En el fondo, el problema del que se está tratando deriva de que tenemos un Gobierno de coalición en minoría, que descansa en los apoyos que le han venido prestando en el Congreso determinadas fuerzas políticas escasamente (o nulamente) comprometidas con la defensa de la Constitución y de los intereses generales. En ausencia de acuerdos estables de legislatura, ello ha conducido a que el Ejecutivo, con la pretensión de perpetuarse, haya acudido a la fórmula de celebrar, en cada momento que lo necesitara, acuerdos bilaterales con algunas de esas fuerzas políticas a cambio de su apoyo. “Hacer de esa necesidad virtud” no parece aceptable si esa necesidad es simplemente la de mantenerse en el poder a cualquier precio.
Creo que ha llegado el momento de hacer política en serio, de huir de embelecos y de recobrar el suelo firme que nuestra vida pública requiere, que no es otra cosa que volver a un consenso entre centro-derecha y centro-izquierda que dio sus frutos en la Transición política, en la elaboración y aprobación de la Constitución y en el desarrollo de la misma y que en los últimos decenios, salvo contadas excepciones, se ha abandonado. Algo muy lamentable porque para los asuntos fundamentales que el Estado debe resolver no basta con la democracia de mayoría, sino que se requiere de la democracia de consenso.

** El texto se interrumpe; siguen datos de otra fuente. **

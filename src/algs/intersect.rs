//! Compose two incidence tables through their shared middle dimension.
//!
//! Given `A → M` and `M → B`, row `a` of the result lists every `b` reachable
//! through some `m` of row `a`, once, in first-seen order.

use hashbrown::HashSet;

use crate::mesh_error::MeshStreamError;
use crate::topology::Csr;

fn check_range(a2m: &Csr, m2b: &Csr) -> Result<(), MeshStreamError> {
    let rows = m2b.num_rows();
    match a2m.max_index() {
        Some(index) if index >= rows => Err(MeshStreamError::IndexOutOfRange { index, rows }),
        _ => Ok(()),
    }
}

fn union_row(mids: &[usize], m2b: &Csr, seen: &mut HashSet<usize>, out: &mut Vec<usize>) {
    seen.clear();
    for &m in mids {
        for &b in m2b.row(m) {
            if seen.insert(b) {
                out.push(b);
            }
        }
    }
}

/// `A → B` as the deduplicated union of `M → B` over each row of `A → M`.
pub fn intersect_connectivity(a2m: &Csr, m2b: &Csr) -> Result<Csr, MeshStreamError> {
    check_range(a2m, m2b)?;
    let mut out = Csr::with_capacity(a2m.num_rows(), a2m.nnz());
    let mut seen = HashSet::new();
    let mut row = Vec::new();
    for mids in a2m.rows() {
        row.clear();
        union_row(mids, m2b, &mut seen, &mut row);
        out.push_row(row.iter().copied());
    }
    Ok(out)
}

/// Row-parallel [`intersect_connectivity`].
#[cfg(feature = "rayon")]
pub fn par_intersect_connectivity(a2m: &Csr, m2b: &Csr) -> Result<Csr, MeshStreamError> {
    use rayon::prelude::*;

    check_range(a2m, m2b)?;
    let rows: Vec<Vec<usize>> = (0..a2m.num_rows())
        .into_par_iter()
        .map_init(HashSet::new, |seen, r| {
            let mut row = Vec::new();
            union_row(a2m.row(r), m2b, seen, &mut row);
            row
        })
        .collect();
    Ok(Csr::from_rows(rows))
}
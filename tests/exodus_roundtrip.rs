mod util;

use mesh_stream::io::coloring::{read_coloring, write_coloring_file};
use mesh_stream::io::definition::{LookupStrategy, MeshDefinition, StreamOptions};
use mesh_stream::io::exodus::{CreateMode, ExoFile, ExoWriter};
use mesh_stream::io::{MeshSink, MeshSource};
use bytes::{BufMut, BytesMut};
use mesh_stream::io::exodus::HEADER_SIZE;
use mesh_stream::mesh_error::MeshStreamError;
use util::*;

/// A version-1 header followed by `dir`, with the counts taken verbatim.
fn hand_built(num_elem_blk: u64, directory_len: u64, num_nodes: u64, dir: &[u8]) -> Vec<u8> {
    let mut buf = BytesMut::new();
    buf.put_slice(b"EXOB");
    buf.put_u16_le(1);
    buf.put_u16_le(2);
    buf.put_u64_le(num_nodes);
    buf.put_u64_le(0);
    buf.put_u64_le(num_elem_blk);
    buf.put_u64_le(directory_len);
    buf.put_u64_le((HEADER_SIZE + dir.len()) as u64);
    buf.put_bytes(0, HEADER_SIZE - buf.len());
    buf.put_slice(dir);
    buf.to_vec()
}

fn open_bytes(name: &str, raw: Vec<u8>) -> Result<ExoFile, MeshStreamError> {
    let path = temp_path(name);
    std::fs::write(&path, raw).unwrap();
    let opened = ExoFile::open(&path);
    std::fs::remove_file(&path).ok();
    opened
}

#[test]
fn file_round_trip_preserves_blocks_and_coords() {
    let path = temp_path("round_trip.exob");
    let mesh = mixed_2d();
    ExoWriter::write_mesh(&path, CreateMode::Clobber, &mesh).expect("write");

    let mut file = ExoFile::open(&path).expect("open");
    let params = file.params().unwrap();
    assert_eq!(params.title, "mixed");
    assert_eq!(params.num_elem, 8);
    assert_eq!(file.block_ids().unwrap(), vec![10, 20, 30, 40, 50]);

    let back = file.to_memory().unwrap();
    assert_eq!(back.blocks(), mesh.blocks());
    assert_eq!(back.coordinates(), mesh.coordinates());
    std::fs::remove_file(&path).ok();
}

#[test]
fn windows_read_from_file_match_full_load() {
    let path = temp_path("windows.exob");
    let mesh = polyhedral_3d();
    let want = reference_rows(&mesh);
    ExoWriter::write_mesh(&path, CreateMode::Clobber, &mesh).unwrap();

    for lookup in [LookupStrategy::RandomAccess, LookupStrategy::Sequential] {
        let opts = StreamOptions {
            chunk_size: 1,
            vertex_chunk_size: 3,
            lookup,
        };
        let file = ExoFile::open(&path).unwrap();
        let mut def = MeshDefinition::<_, f64>::with_options(file, 3, opts).unwrap();
        for cell in (0..want.len()).rev() {
            assert_eq!(stream_row(&mut def, cell), want[cell]);
        }
        assert_eq!(def.vertex(7).unwrap(), vec![1.0, 1.0, 1.0]);
        assert_eq!(def.read_point_coords().unwrap(), mesh.coordinates());
    }
    std::fs::remove_file(&path).ok();
}

#[test]
fn no_clobber_refuses_existing_file() {
    let path = temp_path("no_clobber.exob");
    ExoWriter::write_mesh(&path, CreateMode::Clobber, &quad_2x2()).unwrap();
    let err = ExoWriter::create(&path, CreateMode::NoClobber).err().unwrap();
    assert!(matches!(err, MeshStreamError::Backend { op: "create", .. }));
    // the existing file is untouched
    assert!(ExoFile::open(&path).is_ok());
    std::fs::remove_file(&path).ok();
}

#[test]
fn garbage_header_is_rejected() {
    let path = temp_path("garbage.exob");
    std::fs::write(&path, vec![0x42u8; 128]).unwrap();
    assert!(matches!(
        ExoFile::open(&path),
        Err(MeshStreamError::InvalidHeader(_))
    ));
    std::fs::remove_file(&path).ok();
}

#[test]
fn oversized_counts_fail_without_allocating() {
    // empty title, no variables, no times, no records
    let empty_dir = [0u8; 16];
    let huge_blocks = hand_built(1 << 60, 16, 0, &empty_dir);
    assert!(matches!(
        open_bytes("huge_blocks.exob", huge_blocks),
        Err(MeshStreamError::InvalidHeader(_))
    ));

    let huge_dir = hand_built(0, u64::MAX / 2, 0, &empty_dir);
    assert!(matches!(
        open_bytes("huge_dir.exob", huge_dir),
        Err(MeshStreamError::InvalidHeader(_))
    ));

    let huge_nodes = hand_built(0, 16, 1 << 61, &empty_dir);
    assert!(matches!(
        open_bytes("huge_nodes.exob", huge_nodes),
        Err(MeshStreamError::InvalidHeader(_))
    ));

    // the same file with honest counts opens
    let empty = open_bytes("empty_mesh.exob", hand_built(0, 16, 0, &empty_dir)).unwrap();
    assert_eq!(empty.block_ids().unwrap(), Vec::<i64>::new());
}

#[test]
fn writer_refuses_puts_after_finish() {
    let path = temp_path("finished.exob");
    let mut w = ExoWriter::create(&path, CreateMode::Clobber).unwrap();
    let mesh = quad_2x2();
    let params = MeshSource::params(&mesh).unwrap();
    w.put_params(&params).unwrap();
    w.put_block(1, &mesh.blocks()[0].info).unwrap();
    w.put_conn(1, mesh_stream::io::ConnKind::Nodes, &mesh.blocks()[0].nodes)
        .unwrap();
    w.put_coords(mesh.coordinates()).unwrap();
    w.finish().unwrap();
    assert!(w.put_params(&params).is_err());

    let file = ExoFile::open(&path).unwrap();
    let mut def = MeshDefinition::<_, f64>::open(file, 2).unwrap();
    assert_eq!(def.stream(3).unwrap(), vec![4, 5, 8, 7]);
    std::fs::remove_file(&path).ok();
}

#[test]
fn coloring_file_reads_back() {
    let path = temp_path("coloring.exob");
    let mut def = MeshDefinition::<_, f64>::open(mixed_2d(), 2).unwrap();
    let colors = vec![1, 1, 0, 2, 2, 0, 1, 0];
    write_coloring_file(&path, &mut def, &colors).unwrap();

    let mut file = ExoFile::open(&path).unwrap();
    assert_eq!(read_coloring(&mut file).unwrap(), colors);
    assert_eq!(file.block_ids().unwrap(), vec![10, 30, 40, 50]);
    assert_eq!(file.block_name(40), Some("cell-block-40"));
    assert_eq!(file.block_info(30).unwrap().elem_type, "tri3");
    assert_eq!(file.variable_names().unwrap(), vec!["color".to_string()]);

    // the colored copy streams like the source
    let mut copy = MeshDefinition::<_, f64>::open(file, 2).unwrap();
    let want = reference_rows(&mixed_2d());
    for (cell, row) in want.iter().enumerate() {
        assert_eq!(&copy.stream(cell).unwrap(), row);
    }
    std::fs::remove_file(&path).ok();
}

Olvidar esta exigencia nos ha llevado a la penosa situación política del presente, caracterizada por el sectarismo y la extrema polarización.
Esa exigencia debe cumplirse, por supuesto, en lo que se refiere al funcionamiento general del Estado, pero también si descendemos al ámbito concreto de la gobernabilidad, de modo que, cuando un partido no obtuviese la mayoría absoluta en el Congreso de los Diputados que le permitiera formar Gobierno en solitario, la solución no debiera ser otra que la de pactar con fuerzas políticas leales a la Constitución, no con fuerzas políticas contrarias a ella.
Recuperar el consenso y, con ello, el valor de la Constitución, respetando su letra y su espíritu, es el único camino para remontar la situación de deterioro institucional en la que estamos y para llevar a cabo, con éxito, las reformas que fueran necesarias de nuestro Estado de derecho, social, democrático y autonómico. También para lograr que en nuestra sociedad desaparezca o disminuya sustancialmente la tendencia, hoy tan extendida, de someterse a la “servidumbre voluntaria”, que es, probablemente, la enfermedad de fondo de la que el deterioro institucional (incluida la “ocurrencia” de gobernar sin el Parlamento) quizás sea, también probablemente, sólo un síntoma.